10. It is urged that in order to claim maintenance under Section 20 of the Hindu Adoptions and Maintenance Act, 1956 (the Act of 1956), the Petitioners‟ conduct is a relevant factor. The conduct of the Petitioners herein had been demeaning, reprehensible and disrespectful to the Respondent and his elders. The Respondent was never informed about Petitioner No.2‟s rokka ceremony. Even the old and infirm grandparents of Petitioner No.2 (Respondent‟s parents) who stay in Delhi were not invited to the rokka ceremony and Respondent‟s opinion/ approval about the boy was not sought.

11. It is case of the Respondent that the Petitioners are staying at Petitioner No.1‟s parental house. They have left the Respondent‟s home on their own and have themselves got enough means to spend the amount claimed on marriage. It is stated that the business of Tulip Caterers and Shan-e-Delhi has been closed more than 15 years back. The assets and living style of the Respondent is also stated to have been exaggerated.

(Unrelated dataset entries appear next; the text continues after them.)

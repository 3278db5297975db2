// Colored terminal output for report queues and console listings.
//
// This module handles all terminal-specific formatting: colors, tables,
// detail panels. The main.rs command handlers delegate here. Rendering
// goes through the target projection, so a malformed target shows up as
// an empty cell, never a crash.

use colored::Colorize;

use crate::api::content::ContentItem;
use crate::api::overview::OverviewCounts;
use crate::api::stories::Story;
use crate::api::users::UserAccount;
use crate::moderation::model::{Report, ReportMode, ReportState, ViewMode};
use crate::moderation::session::TargetSearch;
use crate::moderation::target::{project, DisplayInfo, ReportTarget, TargetKind};

/// Display the main report queue.
pub fn display_report_list(reports: &[&Report], mode: ReportMode, view: ViewMode) {
    if reports.is_empty() {
        println!("No {} reports under the '{}' view.", mode, view);
        return;
    }

    println!(
        "\n{}",
        format!("=== {} reports · {} ({}) ===", mode, view, reports.len()).bold()
    );
    print_report_rows(reports, None);
    print_state_summary(reports);
}

/// Display a target-search context: header for the searched entity, then
/// every report filed against it.
pub fn display_target_search(search: &TargetSearch, reports: &[&Report]) {
    match search.target.display_info() {
        Some(info) => {
            let label = display_label(&info);
            println!(
                "\n{}",
                format!(
                    "=== Reports against {} [{} {}] ({}) ===",
                    label,
                    search.mode,
                    info.id,
                    reports.len()
                )
                .bold()
            );
        }
        None => {
            // Target snapshot is unrenderable; the id is still known.
            println!(
                "\n{}",
                format!(
                    "=== Reports against {} {} ({}) ===",
                    search.mode,
                    search.target_id,
                    reports.len()
                )
                .bold()
            );
        }
    }

    if reports.is_empty() {
        println!("  No reports filed against this target.");
        return;
    }

    print_report_rows(reports, Some(&search.target));
    print_state_summary(reports);
}

/// Display a single report in detail.
pub fn display_report_detail(report: &Report, context_target: Option<&ReportTarget>) {
    println!("\n{}", format!("=== Report {} ===", report.id).bold());

    let state = ReportState::of(report);
    println!("  State:    {}", colorize_state(state));
    println!("  Reason:   {}", report.reason);
    if let Some(description) = &report.description {
        println!("  Details:  {}", super::truncate_chars(description, 200));
    }
    println!(
        "  Reporter: @{} ({})",
        report.reporter.username, report.reporter.handle_name
    );
    println!(
        "  Filed:    {}   Updated: {}",
        report.created_at.format("%Y-%m-%d %H:%M"),
        report.updated_at.format("%Y-%m-%d %H:%M")
    );
    if !report.is_read {
        println!("  {}", "Unread".yellow());
    }

    match project(report, context_target) {
        Some(info) => {
            println!("\n  Target:");
            let kind = match info.kind {
                TargetKind::User => "user".to_string(),
                TargetKind::Content => info
                    .content_kind
                    .map(|k| k.to_string())
                    .unwrap_or_else(|| "content".to_string()),
            };
            println!("    {} {}", kind.bold(), display_label(&info));
            println!("    Id: {}", info.id);
            if !info.media.is_empty() {
                println!("    Media: {} attachment(s)", info.media.len());
            }
        }
        None => {
            println!("\n  Target: {}", "(unrenderable)".dimmed());
        }
    }
}

/// Display the user directory listing.
pub fn display_users(users: &[UserAccount]) {
    if users.is_empty() {
        println!("No matching accounts.");
        return;
    }

    println!(
        "\n{}",
        format!("=== Accounts ({}) ===", users.len()).bold()
    );
    println!();
    println!(
        "  {:<4} {:<24} {:<24} {:>6}  {:<12} Joined",
        "#".dimmed(),
        "Username".dimmed(),
        "Name".dimmed(),
        "Posts".dimmed(),
        "Status".dimmed(),
    );
    println!("  {}", "-".repeat(84).dimmed());

    for (i, user) in users.iter().enumerate() {
        let status = if user.is_banned {
            "banned".red().to_string()
        } else {
            "active".green().to_string()
        };
        println!(
            "  {:<4} @{:<23} {:<24} {:>6}  {:<12} {}",
            format!("{}.", i + 1),
            super::truncate_chars(&user.username, 22),
            super::truncate_chars(&user.handle_name, 23),
            user.post_count,
            status,
            user.created_at.format("%Y-%m-%d"),
        );
    }

    let banned = users.iter().filter(|u| u.is_banned).count();
    if banned > 0 {
        println!("\n  {} {} banned account(s) in this page", "!".red(), banned);
    }
}

/// Display the content listing (posts and reels).
pub fn display_content(items: &[ContentItem]) {
    if items.is_empty() {
        println!("No content found.");
        return;
    }

    println!(
        "\n{}",
        format!("=== Content ({}) ===", items.len()).bold()
    );
    println!();

    for (i, item) in items.iter().enumerate() {
        let author = item
            .user
            .as_ref()
            .map(|u| format!("@{}", u.username))
            .unwrap_or_else(|| "(deleted account)".dimmed().to_string());
        let caption = item
            .caption
            .as_deref()
            .map(|c| super::truncate_chars(c, 80))
            .unwrap_or_default();
        println!(
            "  {:<4} [{}] {:<28} {:>5} likes {:>5} comments  {}",
            format!("{}.", i + 1),
            item.kind,
            author,
            item.like_count,
            item.comment_count,
            item.created_at.format("%Y-%m-%d"),
        );
        if !caption.is_empty() {
            println!("       \"{}\"", caption.dimmed());
        }
    }
}

/// Display active stories.
pub fn display_stories(stories: &[Story]) {
    if stories.is_empty() {
        println!("No active stories.");
        return;
    }

    println!(
        "\n{}",
        format!("=== Active stories ({}) ===", stories.len()).bold()
    );
    println!();

    for (i, story) in stories.iter().enumerate() {
        let author = story
            .user
            .as_ref()
            .map(|u| format!("@{}", u.username))
            .unwrap_or_else(|| "(deleted account)".dimmed().to_string());
        let expiry = story
            .expires_at
            .map(|t| format!("expires {}", t.format("%Y-%m-%d %H:%M")))
            .unwrap_or_default();
        println!(
            "  {:<4} {:<28} {} media  posted {}  {}",
            format!("{}.", i + 1),
            author,
            story.media.len(),
            story.created_at.format("%Y-%m-%d %H:%M"),
            expiry.dimmed(),
        );
    }
}

/// Display the overview panel: headline counts plus both pending queues.
pub fn display_overview(
    counts: &OverviewCounts,
    pending_user: &[&Report],
    pending_content: &[&Report],
) {
    println!("\n{}", "=== Platform overview ===".bold());
    println!();
    println!(
        "  Users: {}   Posts: {}   Reels: {}   Stories: {}",
        counts.users, counts.posts, counts.reels, counts.stories
    );
    println!(
        "  Pending reports: {} about users, {} about content",
        colorize_count(counts.pending_user_reports),
        colorize_count(counts.pending_content_reports),
    );

    if !pending_user.is_empty() {
        println!("\n  {}", "Oldest pending user reports:".bold());
        print_report_rows(&pending_user[..pending_user.len().min(5)], None);
    }
    if !pending_content.is_empty() {
        println!("\n  {}", "Oldest pending content reports:".bold());
        print_report_rows(&pending_content[..pending_content.len().min(5)], None);
    }
}

fn print_report_rows(reports: &[&Report], context_target: Option<&ReportTarget>) {
    println!();
    println!(
        "  {:<4} {:<10} {:<16} {:<26} {:<22} Filed",
        "#".dimmed(),
        "State".dimmed(),
        "Reason".dimmed(),
        "Target".dimmed(),
        "Reporter".dimmed(),
    );
    println!("  {}", "-".repeat(92).dimmed());

    for (i, report) in reports.iter().enumerate() {
        let state = ReportState::of(report);
        let target_cell = match project(report, context_target) {
            Some(info) => super::truncate_chars(&display_label(&info), 25),
            // Malformed target: display nothing rather than fail the row.
            None => String::new(),
        };
        let row = format!(
            "  {:<4} {:<10} {:<16} {:<26} @{:<21} {}",
            format!("{}.", i + 1),
            colorize_state(state),
            report.reason,
            target_cell,
            super::truncate_chars(&report.reporter.username, 20),
            report.created_at.format("%Y-%m-%d"),
        );
        if report.is_read {
            println!("{}", row.dimmed());
        } else {
            println!("{row}");
        }
    }
}

fn print_state_summary(reports: &[&Report]) {
    let pending = count_state(reports, ReportState::Pending);
    let dismissed = count_state(reports, ReportState::Dismissed);
    let resolved = count_state(reports, ReportState::Resolved);

    println!();
    if pending > 0 {
        println!("  {} {} pending", "!".yellow(), pending);
    }
    if resolved > 0 {
        println!("  {} {} resolved", "✓".green(), resolved);
    }
    if dismissed > 0 {
        println!("  {} {} dismissed", "-".dimmed(), dismissed);
    }
}

fn count_state(reports: &[&Report], state: ReportState) -> usize {
    reports
        .iter()
        .filter(|r| ReportState::of(r) == state)
        .count()
}

/// "Name (@username)" when both are present, falling back to whichever is.
fn display_label(info: &DisplayInfo) -> String {
    match (info.name.is_empty(), info.username.is_empty()) {
        (false, false) => format!("{} (@{})", info.name, info.username),
        (true, false) => format!("@{}", info.username),
        (false, true) => info.name.clone(),
        (true, true) => info.id.clone(),
    }
}

/// Colorize a report state.
fn colorize_state(state: ReportState) -> colored::ColoredString {
    match state {
        ReportState::Pending => state.as_str().yellow(),
        ReportState::Resolved => state.as_str().green(),
        ReportState::Dismissed => state.as_str().dimmed(),
    }
}

fn colorize_count(count: u64) -> String {
    if count > 0 {
        count.to_string().yellow().bold().to_string()
    } else {
        count.to_string().green().to_string()
    }
}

12. In the rejoinder, the Petitioners have reiterated the averments made in the petition and have denied those made in the reply. It is urged that the Respondent has pledged 1 kg. of gold amounting to about ₹ 30 lacs with ICICI Bank to avail credit facility. It is further stated that the income tax returns and bank accounts of the Respondent placed on record reveal that the Respondent has been paying monthly EMIs of over ₹ 8 lacs. Only a person of high income can pay such monthly instalments towards discharge of loan or otherwise.

13. It is also stated that the jewellery of Petitioner No.1 is in possession of the Respondent, so new jewellery is required to be made for Petitioner No.2.

14. The definition of “Maintenance” as given under Section 3 of the Act of 1956 is a very wide. Section 3 (b) of the Act of 1956 is extracted hereunder:

“(b) "Maintenance" includes(i) in all cases, provision for food, clothing, residence, education and medical attendance and treatment; (ii) in the case of an unmarried daughter, also the reasonable expenses of an incident to her marriage.”

15. Thus, it goes without saying and this has not even been disputed by the learned senior counsel for the Respondent that maintenance includes reasonable expenses on the marriage of an unmarried daughter.

16. Now, the question for consideration before me is what is „reasonable‟.

17. In pursuance of the direction of this Court dated 19.02.2014, Petitioner No.1 filed an Affidavit of her income and assets consisting of moveable and immoveable properties and liabilities and expenditure. The Respondent also filed an Affidavit of his assets and liabilities, although it was not given in the exact format as had been given by Petitioner No.1. In para 10 of the Affidavit, the Respondent has given a list of various immoveable properties owned by him or his family members. In para 12, it has been admitted by the Respondent that he owns a Hyundai Verna Car, one BMW3Series make year 2012 and one Maximo Van, Mahindra. He has admitted that the resort at Manali is owned by M/s Talwar Hospitality Pvt. Ltd. The resort has 43 rooms but without any star rating. It is also admitted by the Respondent that he has 13,50,000 shares of this company and is thus, a major share holder in the same.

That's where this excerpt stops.